• INSTRUCTIONS FOR THE TASK
A verbatim copy of every entry is required.

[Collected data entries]
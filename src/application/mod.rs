//! Application layer - Queries, Commands, and Handlers.
//!
//! This layer is what presentation collaborators call. Each handler validates
//! its request, runs the pure domain calculation, and returns a serde record.
//! No handler holds state between calls.

pub mod handlers;
mod json;

pub use handlers::{
    // Financial
    ComputeFinancialsHandler, ComputeFinancialsQuery, ComputeFinancialsResult,
    // Scoring
    RankTechnologiesHandler, RankTechnologiesQuery, RankTechnologiesResult,
    RebalanceWeightsCommand, RebalanceWeightsHandler, RebalanceWeightsResult,
    // Scenario
    SimulateScenarioHandler, SimulateScenarioQuery, SimulateScenarioResult,
};
pub use json::handle_json;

• EXERCISE SOLUTION
filename src/application/mod.rs
//! Application layer - Queries, Commands, and Handlers.
//!
//! This layer is what presentation collaborators call. Each handler validates
//! its request, runs the pure domain calculation, and returns a serde record.
//! No handler holds state between calls.

pub mod handlers;
mod json;

pub use handlers::{
    // Financial
    ComputeFinancialsHandler, ComputeFinancialsQuery, ComputeFinancialsResult,
    // Scoring
    RankTechnologiesHandler, RankTechnologiesQuery, RankTechnologiesResult,
    RebalanceWeightsCommand, RebalanceWeightsHandler, RebalanceWeightsResult,
    // Scenario
    SimulateScenarioHandler, SimulateScenarioQuery, SimulateScenarioResult,
};
pub use json::handle_json;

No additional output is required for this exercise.